Iniziò ad errare per le vie conosciute della città. Ma giunse la notte. Non si era mai trovato nelle strade di notte. Al tramonto, era sempre ritornato a casa, all’istituto, protetto a quelle mura e dal calore dei suoi fratelli. Per la prima volta, saggiò la temperatura della notte all’aperto, senza una coperta o quant’altro potesse schermarlo dal freddo di queste terre semidesertiche. Le vie desertiche, visuale ridotta, rumori di bottiglie rotte, le luci che uscivano dalla finestre delle locande. Si appoggiò ad una di queste, sbirciando dentro. Era una fumeria, un locale adibito al consumo dell’Oro Bruno, l’oppio. Restò per diverso tempo ad osservare finché i crampi dello stomaco non lo destarono dal suo torpore. S’incamminò nuovamente per le vie buie della città, guardandosi attorno. Poco lontano, due figure a cavallo venivano verso di lui. Inspirò profondamente e Aadil, iniziò a giocarsi le sue carte nella lunga partita della Vita.

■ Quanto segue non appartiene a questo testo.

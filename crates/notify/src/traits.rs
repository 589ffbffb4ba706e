//! Notifier trait definition and shared error types.

use async_trait::async_trait;

/// Errors that can occur during notification delivery.
#[derive(Debug, thiserror::Error)]
pub enum NotifyError {
    #[error("HTTP request failed: {0}")]
    Http(#[from] reqwest::Error),

    #[error("Configuration error: {0}")]
    Config(String),

    #[error("Rate limited: retry after {retry_after_secs}s")]
    RateLimited { retry_after_secs: u64 },

    #[error("Delivery failed: {0}")]
    Delivery(String),
}

/// A message ready for delivery.
#[derive(Debug, Clone, serde::Serialize)]
pub struct OutboundMessage {
    /// Rendered message body.
    pub text: String,
    /// Message category (e.g. "trending_alert", "job_alert", "daily_ideas").
    pub category: Option<String>,
    /// Optional structured payload accompanying the text.
    pub payload: Option<serde_json::Value>,
}

impl OutboundMessage {
    pub fn new(text: impl Into<String>, category: impl Into<String>) -> Self {
        Self {
            text: text.into(),
            category: Some(category.into()),
            payload: None,
        }
    }

    pub fn with_payload(mut self, payload: serde_json::Value) -> Self {
        self.payload = Some(payload);
        self
    }
}

/// Trait for notification channel implementations.
#[async_trait]
pub trait Notifier: Send + Sync {
    /// Deliver a message through this channel.
    async fn send(&self, message: &OutboundMessage) -> Result<(), NotifyError>;

    /// Human-readable name for this channel (e.g. "telegram", "webhook").
    fn channel_name(&self) -> &str;
}
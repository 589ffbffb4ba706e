//! Trending-hashtag supplier with a TTL cache.

use std::sync::Arc;
use std::time::{Duration, Instant};

use async_trait::async_trait;
use tokio::sync::Mutex;
use tracing::warn;

use crate::error::IngestError;

/// Supplies the platform's currently trending hashtags.
#[async_trait]
pub trait HashtagSource: Send + Sync {
    async fn fetch(&self) -> Result<Vec<String>, IngestError>;
}

/// Fixed tag list for tests and deployments without a trends API.
#[derive(Default)]
pub struct StaticHashtags(pub Vec<String>);

#[async_trait]
impl HashtagSource for StaticHashtags {
    async fn fetch(&self) -> Result<Vec<String>, IngestError> {
        Ok(self.0.clone())
    }
}

/// Lowercase tags, strip leading `#`, drop empties.
pub fn normalize_hashtags(values: &[String]) -> Vec<String> {
    values
        .iter()
        .map(|v| v.trim().to_lowercase().trim_start_matches('#').to_string())
        .filter(|v| !v.is_empty())
        .collect()
}

struct CacheSlot {
    tags: Vec<String>,
    fetched_at: Instant,
}

/// TTL cache over a [`HashtagSource`].
///
/// Failures are absorbed: a failed refresh serves the last known tags
/// (stale) or an empty list when nothing was ever fetched.
pub struct CachedHashtags {
    source: Arc<dyn HashtagSource>,
    ttl: Duration,
    slot: Mutex<Option<CacheSlot>>,
}

impl CachedHashtags {
    pub fn new(source: Arc<dyn HashtagSource>, ttl: Duration) -> Self {
        Self {
            source,
            ttl,
            slot: Mutex::new(None),
        }
    }

    /// Current trending tags, normalized. Never fails.
    pub async fn get(&self) -> Vec<String> {
        let mut slot = self.slot.lock().await;
        if let Some(cached) = slot.as_ref() {
            if cached.fetched_at.elapsed() < self.ttl {
                return cached.tags.clone();
            }
        }

        match self.source.fetch().await {
            Ok(raw) => {
                let tags = normalize_hashtags(&raw);
                *slot = Some(CacheSlot {
                    tags: tags.clone(),
                    fetched_at: Instant::now(),
                });
                tags
            }
            Err(e) => {
                warn!(error = %e, "failed to load trending hashtags");
                slot.as_ref().map(|c| c.tags.clone()).unwrap_or_default()
            }
        }
    }
}
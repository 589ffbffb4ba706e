//! Outbound notification channels.
//!
//! The core hands an [`OutboundMessage`] to an [`AlertSender`]; channel
//! failures are logged and absorbed, and successful deliveries are
//! recorded in the store's notification audit table.

pub mod sender;
pub mod telegram;
pub mod traits;
pub mod webhook;

pub use sender::{AlertSender, LogNotifier};
pub use telegram::TelegramNotifier;
pub use traits::{Notifier, NotifyError, OutboundMessage};
pub use webhook::WebhookNotifier;
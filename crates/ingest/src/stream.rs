//! Supervised streaming connection with bounded reconnect backoff.
//!
//! The stream itself (filtered firehose, rule management) lives behind
//! [`StreamClient`]; the supervisor owns reconnect policy and shutdown.

use std::sync::Arc;
use std::time::Duration;

use async_trait::async_trait;
use rand::Rng;
use tokio::sync::watch;
use tokio::task::JoinHandle;
use tracing::{info, warn};

use crate::error::IngestError;

/// Initial reconnect delay.
const BACKOFF_BASE_SECS: f64 = 5.0;
/// Upper bound on the reconnect delay.
const BACKOFF_MAX_SECS: f64 = 600.0;

/// One streaming connection session.
///
/// `connect` runs until the connection drops: `Ok(())` for a clean end
/// (backoff resets), `Err` for a failure (backoff grows).
#[async_trait]
pub trait StreamClient: Send + Sync {
    async fn connect(&self) -> Result<(), IngestError>;
}

/// Next delay after a failed session: doubled, capped.
pub fn next_backoff(current_secs: f64) -> f64 {
    (current_secs * 2.0).min(BACKOFF_MAX_SECS)
}

/// Apply reconnect jitter (0.8x–1.4x) to a delay.
pub fn jittered(secs: f64, rng: &mut impl Rng) -> f64 {
    secs * rng.gen_range(0.8..1.4)
}

/// Runs a [`StreamClient`] in a background task, reconnecting with
/// exponential backoff and jitter until stopped.
pub struct StreamSupervisor {
    stop_tx: watch::Sender<bool>,
    handle: JoinHandle<()>,
}

impl StreamSupervisor {
    /// Spawn the supervised connect loop.
    pub fn spawn(client: Arc<dyn StreamClient>) -> Self {
        let (stop_tx, stop_rx) = watch::channel(false);
        let handle = tokio::spawn(run_loop(client, stop_rx));
        Self { stop_tx, handle }
    }

    /// Signal the loop to stop and wait for it to exit.
    pub async fn stop(self) {
        let _ = self.stop_tx.send(true);
        let _ = self.handle.await;
    }
}

async fn run_loop(client: Arc<dyn StreamClient>, mut stop: watch::Receiver<bool>) {
    let mut backoff = BACKOFF_BASE_SECS;
    info!("stream supervisor started");

    loop {
        if *stop.borrow() {
            break;
        }

        tokio::select! {
            result = client.connect() => {
                match result {
                    Ok(()) => {
                        // Clean disconnect: reconnect promptly with a fresh backoff.
                        backoff = BACKOFF_BASE_SECS;
                        info!("stream session ended; reconnecting");
                    }
                    Err(e) => {
                        let delay = jittered(backoff, &mut rand::thread_rng());
                        warn!(error = %e, delay_secs = format!("{delay:.1}"), "stream session failed; backing off");
                        tokio::select! {
                            _ = tokio::time::sleep(Duration::from_secs_f64(delay)) => {}
                            _ = stop.changed() => {}
                        }
                        backoff = next_backoff(backoff);
                    }
                }
            }
            _ = stop.changed() => {}
        }
    }

    info!("stream supervisor stopped");
}

#[cfg(test)]
mod tests {
    use super::*;
    use std::sync::atomic::{AtomicUsize, Ordering};

    #[test]
    fn backoff_doubles_and_caps() {
        let mut delay = BACKOFF_BASE_SECS;
        let mut seen = Vec::new();
        for _ in 0..10 {
            delay = next_backoff(delay);
            seen.push(delay);
        }
        assert_eq!(seen[0], 10.0);
        assert_eq!(seen[1], 20.0);
        assert_eq!(*seen.last().unwrap(), BACKOFF_MAX_SECS);
        assert!(seen.windows(2).all(|w| w[0] <= w[1]));
    }

    #[test]
    fn jitter_stays_in_band() {
        let mut rng = rand::thread_rng();
        for _ in 0..100 {
            let d = jittered(10.0, &mut rng);
            assert!((8.0..14.0).contains(&d));
        }
    }

    struct FlakyClient {
        attempts: Arc<AtomicUsize>,
    }

    #[async_trait]
    impl StreamClient for FlakyClient {
        async fn connect(&self) -> Result<(), IngestError> {
            self.attempts.fetch_add(1, Ordering::SeqCst);
            Err(IngestError::Stream("connection reset".to_string()))
        }
    }

    #[tokio::test(start_paused = true)]
    async fn supervisor_retries_then_stops() {
        let attempts = Arc::new(AtomicUsize::new(0));
        let supervisor = StreamSupervisor::spawn(Arc::new(FlakyClient {
            attempts: attempts.clone(),
        }));

        // Paused time auto-advances through the backoff sleeps.
        tokio::time::sleep(Duration::from_secs(60)).await;
        assert!(attempts.load(Ordering::SeqCst) >= 2);

        supervisor.stop().await;
        let settled = attempts.load(Ordering::SeqCst);
        tokio::time::sleep(Duration::from_secs(60)).await;
        assert_eq!(attempts.load(Ordering::SeqCst), settled);
    }
}
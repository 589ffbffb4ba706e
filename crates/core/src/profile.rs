use chrono::{DateTime, Utc};
use serde::{Deserialize, Serialize};

/// Named bundle of keywords/watchlist/niche used to parameterize
/// ingestion, scoring bonuses, and content generation.
#[derive(Debug, Clone, Serialize, Deserialize)]
pub struct TargetingProfile {
    pub id: u64,
    pub name: String,
    pub niche: Option<String>,
    pub keywords: Vec<String>,
    pub watchlist: Vec<String>,
    pub is_default: bool,
    pub is_active: bool,
    pub created_at: DateTime<Utc>,
    pub updated_at: DateTime<Utc>,
}

/// Trim terms and drop empties. Keeps original casing; matching code
/// lowercases at comparison time.
pub fn normalize_terms(values: &[String]) -> Vec<String> {
    values
        .iter()
        .map(|v| v.trim().to_string())
        .filter(|v| !v.is_empty())
        .collect()
}
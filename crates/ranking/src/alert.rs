//! Alert selection over the trending set.
//!
//! One alert batch per cycle: either a full batch of trending posts that
//! haven't been alerted at their current virality, or a lower-urgency
//! monitoring alert for the strongest not-yet-alerted recent post, so
//! every cycle produces a non-empty signal when there is anything to say.

use chrono::{DateTime, Duration, Utc};
use serde_json::json;
use tracing::{info, warn};

use surge_core::Post;
use surge_ingest::ReplyDrafter;
use surge_store::{Store, StoreError};

/// Virality delta below which a previously alerted post is not re-alerted.
pub const ALERT_DEDUP_EPSILON: f64 = 1e-3;

/// How far back the alert cycle looks for conversations.
const LOOKBACK_HOURS: i64 = 24;

/// How many drafts are shown per post in the alert text.
const DRAFTS_SHOWN: usize = 2;

#[derive(Debug, Clone, Copy, PartialEq, Eq)]
pub enum AlertKind {
    /// Trending posts with reply drafts.
    Full,
    /// Monitoring signal for the strongest not-yet-alerted post.
    Fallback,
}

/// One outbound alert batch.
#[derive(Debug, Clone)]
pub struct AlertBatch {
    pub kind: AlertKind,
    pub message: String,
    pub payload: serde_json::Value,
    /// Posts stamped as alerted by this batch.
    pub alerted: usize,
}

fn preview(post: &Post) -> String {
    post.url
        .clone()
        .unwrap_or_else(|| post.text.chars().take(90).collect())
        .trim()
        .to_string()
}

fn display_handle(post: &Post) -> Option<String> {
    post.author
        .as_deref()
        .map(|a| a.trim_start_matches('@').to_string())
        .filter(|a| !a.is_empty())
}

/// Whether a post's current virality differs enough from the last alert.
fn virality_changed(post: &Post) -> bool {
    match post.last_alerted_virality {
        None => true,
        Some(last) => (last - post.virality_score).abs() >= ALERT_DEDUP_EPSILON,
    }
}

/// Scan the top conversations and build this cycle's alert batch.
///
/// Stamps `last_alerted_at`/`last_alerted_virality` on every post the
/// batch covers. Returns `None` when there is nothing new to say.
pub async fn select_alerts(
    store: &dyn Store,
    drafter: &dyn ReplyDrafter,
    tones: &[String],
    top_limit: usize,
    recency_minutes: u32,
    now: DateTime<Utc>,
) -> Result<Option<AlertBatch>, StoreError> {
    let cutoff = now - Duration::minutes(i64::from(recency_minutes));
    let recent_cutoff = now - Duration::hours(LOOKBACK_HOURS);
    let posts = store.top_conversations(top_limit, Some(recent_cutoff)).await;

    let fallback_candidate = posts
        .iter()
        .filter(|p| p.last_alerted_at.is_none())
        .max_by_key(|p| p.engagement_total())
        .cloned();

    let mut summary_lines: Vec<String> = Vec::new();
    let mut payload_posts: Vec<serde_json::Value> = Vec::new();

    for post in &posts {
        if !post.trending {
            continue;
        }
        let since = match post.trending_since {
            Some(ts) => ts,
            None => continue,
        };
        if since < cutoff {
            continue;
        }
        if !virality_changed(post) {
            info!(
                platform = %post.platform,
                post_id = %post.post_id,
                virality = post.virality_score,
                "alert.skip_unchanged"
            );
            continue;
        }

        let mut post = post.clone();
        if post.reply_drafts.is_empty() {
            match drafter.draft(&post, tones).await {
                Ok(drafts) if !drafts.is_empty() => {
                    post.reply_drafts = drafts;
                    store.put_post(&post).await?;
                }
                Ok(_) => {}
                Err(e) => {
                    warn!(
                        platform = %post.platform,
                        post_id = %post.post_id,
                        error = %e,
                        "reply drafting failed"
                    );
                }
            }
        }

        let mut header = format!(
            "{} {:.2}",
            post.platform.as_str().to_uppercase(),
            post.virality_score
        );
        if let Some(handle) = display_handle(&post) {
            header = format!("{header} | {handle}");
        }
        summary_lines.push(format!("• {header}"));
        summary_lines.push(format!("  {}", preview(&post)));

        let mut shown = Vec::new();
        for draft in post.reply_drafts.iter().take(DRAFTS_SHOWN) {
            if draft.text.is_empty() {
                continue;
            }
            let tone_prefix = draft
                .tone
                .as_deref()
                .map(|t| format!("[{t}] "))
                .unwrap_or_default();
            summary_lines.push(format!("    - {tone_prefix}{}", draft.text));
            shown.push(json!({ "tone": draft.tone, "reply": draft.text }));
        }

        payload_posts.push(json!({
            "platform": post.platform,
            "post_id": post.post_id,
            "virality": post.virality_score,
            "velocity": post.velocity_score,
            "suggestions": shown,
        }));

        post.last_alerted_at = Some(now);
        post.last_alerted_virality = Some(post.virality_score);
        store.put_post(&post).await?;
    }

    if !payload_posts.is_empty() {
        let alerted = payload_posts.len();
        let header = format!("Engagement suggestions ({}):", now.format("%H:%M"));
        let mut lines = vec![header];
        lines.extend(summary_lines);
        return Ok(Some(AlertBatch {
            kind: AlertKind::Full,
            message: lines.join("\n"),
            payload: json!({ "posts": payload_posts }),
            alerted,
        }));
    }

    if let Some(mut candidate) = fallback_candidate {
        let engagement = candidate.engagement_total();
        let display_name = display_handle(&candidate)
            .map(|h| format!("@{h}"))
            .or_else(|| candidate.author.clone())
            .unwrap_or_else(|| "Unknown".to_string());
        let lines = vec![
            format!(
                "Engagement suggestion ({}) – monitoring for traction.",
                now.format("%H:%M")
            ),
            format!("- {display_name}"),
            format!("  {}", preview(&candidate)),
            format!("  {engagement} engagements; watching for lift."),
        ];
        let payload = json!({
            "fallback": true,
            "posts": [{
                "platform": candidate.platform,
                "post_id": candidate.post_id,
                "engagement_total": engagement,
                "fallback": true,
            }],
        });

        candidate.last_alerted_at = Some(now);
        candidate.last_alerted_virality = Some(candidate.virality_score);
        store.put_post(&candidate).await?;

        return Ok(Some(AlertBatch {
            kind: AlertKind::Fallback,
            message: lines.join("\n"),
            payload,
            alerted: 1,
        }));
    }

    info!("alert.no_new_trending");
    Ok(None)
}
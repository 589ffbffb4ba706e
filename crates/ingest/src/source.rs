//! Post source contract and a static in-process source.

use async_trait::async_trait;

use surge_core::NormalizedPost;

use crate::error::IngestError;

/// An adapter yielding normalized posts from one platform.
///
/// Implementations wrap the actual platform clients (search endpoints,
/// listing APIs). An empty result is a normal outcome, not an error.
#[async_trait]
pub trait PostSource: Send + Sync {
    /// Fetch up to `limit` recent items matching the keywords.
    async fn fetch(
        &self,
        keywords: &[String],
        limit: usize,
    ) -> Result<Vec<NormalizedPost>, IngestError>;

    /// Short source name for logs and limit lookup (e.g. "x", "reddit").
    fn name(&self) -> &str;
}

/// Fixed-content source used in tests and offline runs.
pub struct StaticSource {
    name: String,
    items: Vec<NormalizedPost>,
}

impl StaticSource {
    pub fn new(name: impl Into<String>, items: Vec<NormalizedPost>) -> Self {
        Self {
            name: name.into(),
            items,
        }
    }
}

#[async_trait]
impl PostSource for StaticSource {
    async fn fetch(
        &self,
        _keywords: &[String],
        limit: usize,
    ) -> Result<Vec<NormalizedPost>, IngestError> {
        Ok(self.items.iter().take(limit).cloned().collect())
    }

    fn name(&self) -> &str {
        &self.name
    }
}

In pochi mesi Aadil crebbe più che negli undici anni trascorsi in istituto. Viveva alla giornata, rubacchiando risorse prime al mercato e accaparrandosi qualche angolino rialzato nei vicoli oscuri della periferia su cui trascorrere la notte. Era uno dei tanti invisibili figli di nessuno che vivevano nell’ombra delle ricche botteghe. Le piccole risse che scoppiavano tra i ladruncoli di strada era all’ordine del giorno e Aadil imparò be presto che la forza bruta non era il suo forte. Sapeva schivare ma non riusciva mai ad assestare un colpo sufficiente da atterrare l’avversario, pe cui o lo prendeva per sfinimento o se la dava a gambe col maltolto. Fu in questo periodo vissuto nella periferia che una notte, venne svegliato da una fitta lancinante al braccio. Il suo corpo nervoso ed asciutto, scivolò sotto le gambe di colui che sembrava lo avesse colpito con un punteruolo o un lungo chiodo. Quando si rialzò, fece solo in tempo a schivare il secondo colpo che andò a scalfire lo straccio logoro che indossava. Il freddo pungeva tanto quanto la ferita nel braccio. Il silenzio venne rotto da una voce stridula, appartenente ad un ragazzetto poco più grande di lui . Alle parole seguì un secondo attacco, ma questa volta Aadil schivò e restituì il favore con un calcio al cavallo del suo avversario, che si accartocciò su sé stesso lasciando andare l’arma improvvisata. Aadil l’afferrò con una velocità ottenuta solo dopo anni di furti, gli ficcò il punteruolo nel palmo della mano e, dopo averlo riestratto, si dileguò nelle ombre lasciando il rivale, nemmeno visto in volto, a contorcersi dal doppio dolore.

Veleno
Passarono i giorni, Aadil cadde in preda ad una grave febbre, la ferita delle notti precedenti s’infettò, portandolo al limite delle sue forze. La vista si annebbiava progressivamente, la gola ardeva arida e la fronte, imperlinata dal sudore, raggiunse temperature insostenibili. Le sue gambe esili ad un tratto smisero di reggerlo. Cadde di faccia in un’anonima via polverosa dell’anonima periferia dell’anomia cittadina dell’Amn. La vita di Aadil era destinata a finire quel giorno, concludendosi probabilmente con un macabro funerale assistito da cani randagi ed uccelli spazzini. Fu quando cominciò a sentire i primi pungenti morsi dei corvi sulla pelle che qualcosa o qualcuno lo sollevò di peso, con poca fatica, essendo lui oltre che minuto, scheletrico. L’ultima cosa che vide prima di cedere al gelido buio fu un’insegna con scritto qualcosa “Arti A***” la seconda parola per lui era illeggibile, in parte per via delle sue condizioni, in parte per la sua pressoché nulla istruzione ricevuta all’orfanotrofio.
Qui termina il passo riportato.